━━━ Exercise data ━━━

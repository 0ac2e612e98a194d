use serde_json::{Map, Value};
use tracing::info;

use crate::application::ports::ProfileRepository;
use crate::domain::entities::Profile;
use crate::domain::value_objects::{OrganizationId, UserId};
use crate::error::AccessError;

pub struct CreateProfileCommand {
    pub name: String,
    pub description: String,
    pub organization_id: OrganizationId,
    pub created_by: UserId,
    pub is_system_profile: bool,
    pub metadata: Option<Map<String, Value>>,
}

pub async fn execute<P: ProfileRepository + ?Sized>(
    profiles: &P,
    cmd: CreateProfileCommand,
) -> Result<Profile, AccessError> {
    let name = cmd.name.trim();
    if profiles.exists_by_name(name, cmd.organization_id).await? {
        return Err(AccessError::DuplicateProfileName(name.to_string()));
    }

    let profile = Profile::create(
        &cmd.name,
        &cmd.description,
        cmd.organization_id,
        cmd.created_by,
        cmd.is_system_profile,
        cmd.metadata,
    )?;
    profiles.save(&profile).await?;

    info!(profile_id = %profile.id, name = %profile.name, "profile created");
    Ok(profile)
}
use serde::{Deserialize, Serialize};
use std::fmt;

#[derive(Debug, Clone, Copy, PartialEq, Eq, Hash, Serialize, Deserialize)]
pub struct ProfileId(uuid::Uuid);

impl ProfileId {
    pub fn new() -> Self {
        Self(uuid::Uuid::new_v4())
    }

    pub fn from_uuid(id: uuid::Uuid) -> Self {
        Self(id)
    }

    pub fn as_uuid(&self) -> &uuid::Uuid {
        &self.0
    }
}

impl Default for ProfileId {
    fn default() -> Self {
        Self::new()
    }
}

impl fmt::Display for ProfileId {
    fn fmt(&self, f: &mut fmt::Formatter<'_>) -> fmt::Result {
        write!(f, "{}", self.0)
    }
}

━━━

> _Task goal_: Working from the data above, extract solely the lines from the one containing "use crate::application::ports::ProfileRepository;" through the one containing "Hash, Serialize, Deserialize)]", exactly as they appear, both included.

> _Exercise output_:
use crate::application::ports::ProfileRepository;
use crate::domain::entities::Profile;
use crate::domain::value_objects::{OrganizationId, UserId};
use crate::error::AccessError;

pub struct CreateProfileCommand {
    pub name: String,
    pub description: String,
    pub organization_id: OrganizationId,
    pub created_by: UserId,
    pub is_system_profile: bool,
    pub metadata: Option<Map<String, Value>>,
}

pub async fn execute<P: ProfileRepository + ?Sized>(
    profiles: &P,
    cmd: CreateProfileCommand,
) -> Result<Profile, AccessError> {
    let name = cmd.name.trim();
    if profiles.exists_by_name(name, cmd.organization_id).await? {
        return Err(AccessError::DuplicateProfileName(name.to_string()));
    }

    let profile = Profile::create(
        &cmd.name,
        &cmd.description,
        cmd.organization_id,
        cmd.created_by,
        cmd.is_system_profile,
        cmd.metadata,
    )?;
    profiles.save(&profile).await?;

    info!(profile_id = %profile.id, name = %profile.name, "profile created");
    Ok(profile)
}
use serde::{Deserialize, Serialize};
use std::fmt;

#[derive(Debug, Clone, Copy, PartialEq, Eq, Hash, Serialize, Deserialize)]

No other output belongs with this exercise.